> _TASK REQUIREMENTS_
Total the lines of the listing below that hold the word "range". Output nothing except that number.

> _INPUT DATA_

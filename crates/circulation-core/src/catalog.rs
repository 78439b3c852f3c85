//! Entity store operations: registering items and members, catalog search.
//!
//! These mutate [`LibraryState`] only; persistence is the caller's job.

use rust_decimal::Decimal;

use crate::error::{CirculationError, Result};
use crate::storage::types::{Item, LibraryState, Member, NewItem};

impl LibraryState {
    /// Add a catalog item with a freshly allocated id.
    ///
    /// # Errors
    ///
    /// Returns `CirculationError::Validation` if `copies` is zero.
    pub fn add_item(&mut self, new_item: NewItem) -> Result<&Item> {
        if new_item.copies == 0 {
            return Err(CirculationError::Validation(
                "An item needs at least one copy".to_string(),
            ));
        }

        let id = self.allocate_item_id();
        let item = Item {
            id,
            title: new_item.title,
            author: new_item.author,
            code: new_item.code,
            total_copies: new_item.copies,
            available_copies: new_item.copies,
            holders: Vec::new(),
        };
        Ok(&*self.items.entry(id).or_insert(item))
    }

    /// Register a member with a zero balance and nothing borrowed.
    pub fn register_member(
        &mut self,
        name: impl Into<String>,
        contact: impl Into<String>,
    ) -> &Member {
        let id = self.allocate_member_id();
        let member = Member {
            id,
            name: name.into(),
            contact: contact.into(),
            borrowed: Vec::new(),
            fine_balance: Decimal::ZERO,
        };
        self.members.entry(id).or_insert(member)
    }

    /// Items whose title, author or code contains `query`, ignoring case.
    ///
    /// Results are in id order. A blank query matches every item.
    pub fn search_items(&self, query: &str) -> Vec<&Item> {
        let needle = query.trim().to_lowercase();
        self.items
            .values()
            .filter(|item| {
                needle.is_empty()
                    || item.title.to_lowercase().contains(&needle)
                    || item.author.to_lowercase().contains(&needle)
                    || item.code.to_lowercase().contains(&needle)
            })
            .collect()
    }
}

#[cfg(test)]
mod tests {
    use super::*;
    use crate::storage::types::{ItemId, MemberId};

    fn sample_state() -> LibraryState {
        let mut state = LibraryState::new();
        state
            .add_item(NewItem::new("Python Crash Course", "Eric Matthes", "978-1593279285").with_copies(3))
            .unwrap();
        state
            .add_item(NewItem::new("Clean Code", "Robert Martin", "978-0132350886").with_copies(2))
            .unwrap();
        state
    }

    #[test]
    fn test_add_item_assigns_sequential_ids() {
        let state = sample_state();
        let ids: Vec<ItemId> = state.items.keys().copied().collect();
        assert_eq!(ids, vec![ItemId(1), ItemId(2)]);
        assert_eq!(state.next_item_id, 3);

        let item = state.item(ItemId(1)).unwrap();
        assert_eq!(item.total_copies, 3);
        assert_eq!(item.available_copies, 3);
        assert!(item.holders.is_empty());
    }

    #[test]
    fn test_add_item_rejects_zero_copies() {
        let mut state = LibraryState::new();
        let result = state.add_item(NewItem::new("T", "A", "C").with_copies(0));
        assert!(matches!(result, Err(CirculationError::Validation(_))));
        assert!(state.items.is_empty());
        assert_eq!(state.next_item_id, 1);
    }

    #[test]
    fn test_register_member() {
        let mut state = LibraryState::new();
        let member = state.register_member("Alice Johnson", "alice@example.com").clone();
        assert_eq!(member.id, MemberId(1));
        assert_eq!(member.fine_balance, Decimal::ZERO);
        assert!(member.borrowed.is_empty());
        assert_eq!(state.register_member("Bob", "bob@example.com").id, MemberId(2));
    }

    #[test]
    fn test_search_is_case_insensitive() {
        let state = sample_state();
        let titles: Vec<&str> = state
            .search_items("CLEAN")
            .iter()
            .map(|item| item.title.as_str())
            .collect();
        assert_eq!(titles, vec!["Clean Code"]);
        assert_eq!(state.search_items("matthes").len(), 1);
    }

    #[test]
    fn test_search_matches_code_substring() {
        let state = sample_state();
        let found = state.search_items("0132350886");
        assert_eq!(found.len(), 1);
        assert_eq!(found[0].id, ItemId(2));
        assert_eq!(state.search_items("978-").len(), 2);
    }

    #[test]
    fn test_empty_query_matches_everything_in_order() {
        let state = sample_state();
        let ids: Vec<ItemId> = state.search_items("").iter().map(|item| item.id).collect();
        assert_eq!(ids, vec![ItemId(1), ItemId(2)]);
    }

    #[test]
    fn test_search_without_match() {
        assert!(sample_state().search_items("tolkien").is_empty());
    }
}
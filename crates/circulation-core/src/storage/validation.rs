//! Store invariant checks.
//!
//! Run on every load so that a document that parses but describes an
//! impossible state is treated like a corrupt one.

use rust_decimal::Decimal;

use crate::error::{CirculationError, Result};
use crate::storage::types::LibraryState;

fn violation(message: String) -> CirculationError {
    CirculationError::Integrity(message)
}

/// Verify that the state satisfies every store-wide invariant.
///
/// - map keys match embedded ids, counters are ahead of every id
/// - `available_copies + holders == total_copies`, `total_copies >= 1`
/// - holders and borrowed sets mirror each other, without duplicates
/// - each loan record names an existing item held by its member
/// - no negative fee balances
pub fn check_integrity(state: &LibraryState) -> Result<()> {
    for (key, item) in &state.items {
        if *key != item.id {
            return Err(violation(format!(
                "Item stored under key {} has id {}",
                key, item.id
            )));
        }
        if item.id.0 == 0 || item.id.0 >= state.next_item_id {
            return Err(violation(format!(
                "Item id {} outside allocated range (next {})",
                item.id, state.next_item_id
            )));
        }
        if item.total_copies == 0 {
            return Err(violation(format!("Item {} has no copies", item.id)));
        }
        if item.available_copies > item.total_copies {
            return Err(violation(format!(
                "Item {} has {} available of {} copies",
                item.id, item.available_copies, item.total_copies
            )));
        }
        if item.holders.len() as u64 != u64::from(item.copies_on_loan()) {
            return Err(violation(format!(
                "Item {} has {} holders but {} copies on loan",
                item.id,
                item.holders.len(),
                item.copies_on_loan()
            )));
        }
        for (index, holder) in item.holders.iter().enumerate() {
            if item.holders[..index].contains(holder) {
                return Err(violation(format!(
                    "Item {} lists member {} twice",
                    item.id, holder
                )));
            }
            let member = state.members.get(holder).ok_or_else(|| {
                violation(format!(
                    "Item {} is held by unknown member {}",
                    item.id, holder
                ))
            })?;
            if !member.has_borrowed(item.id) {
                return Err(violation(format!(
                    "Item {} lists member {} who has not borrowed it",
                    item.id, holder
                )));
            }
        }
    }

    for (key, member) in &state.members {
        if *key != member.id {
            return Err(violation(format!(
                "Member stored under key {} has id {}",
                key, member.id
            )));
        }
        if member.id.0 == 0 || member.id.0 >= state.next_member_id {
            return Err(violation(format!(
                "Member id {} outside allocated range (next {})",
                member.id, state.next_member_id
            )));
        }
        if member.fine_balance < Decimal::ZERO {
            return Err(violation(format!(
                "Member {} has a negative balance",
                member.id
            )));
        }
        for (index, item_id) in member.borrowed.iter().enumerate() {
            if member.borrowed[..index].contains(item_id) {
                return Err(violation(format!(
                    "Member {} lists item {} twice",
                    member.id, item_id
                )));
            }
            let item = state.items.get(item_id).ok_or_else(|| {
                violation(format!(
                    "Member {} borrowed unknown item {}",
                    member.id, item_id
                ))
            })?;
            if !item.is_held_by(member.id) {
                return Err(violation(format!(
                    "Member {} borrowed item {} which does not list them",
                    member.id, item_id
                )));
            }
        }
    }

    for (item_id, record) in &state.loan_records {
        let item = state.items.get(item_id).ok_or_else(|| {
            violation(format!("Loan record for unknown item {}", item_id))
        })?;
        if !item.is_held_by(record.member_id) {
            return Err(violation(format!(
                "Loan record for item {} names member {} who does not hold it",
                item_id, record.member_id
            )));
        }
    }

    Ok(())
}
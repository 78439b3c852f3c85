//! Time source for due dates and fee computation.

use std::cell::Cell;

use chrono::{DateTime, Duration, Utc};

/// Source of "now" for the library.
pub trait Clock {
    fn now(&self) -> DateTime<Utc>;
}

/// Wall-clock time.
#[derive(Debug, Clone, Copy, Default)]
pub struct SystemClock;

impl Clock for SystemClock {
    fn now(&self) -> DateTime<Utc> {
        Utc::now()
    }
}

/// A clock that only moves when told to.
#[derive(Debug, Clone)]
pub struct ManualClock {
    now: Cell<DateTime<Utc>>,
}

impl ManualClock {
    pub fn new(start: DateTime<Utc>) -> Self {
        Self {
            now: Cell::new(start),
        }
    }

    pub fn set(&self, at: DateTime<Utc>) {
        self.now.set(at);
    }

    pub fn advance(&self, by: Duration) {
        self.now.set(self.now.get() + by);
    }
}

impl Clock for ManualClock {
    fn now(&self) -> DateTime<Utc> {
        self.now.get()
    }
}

> _EXERCISE OUTPUT_
2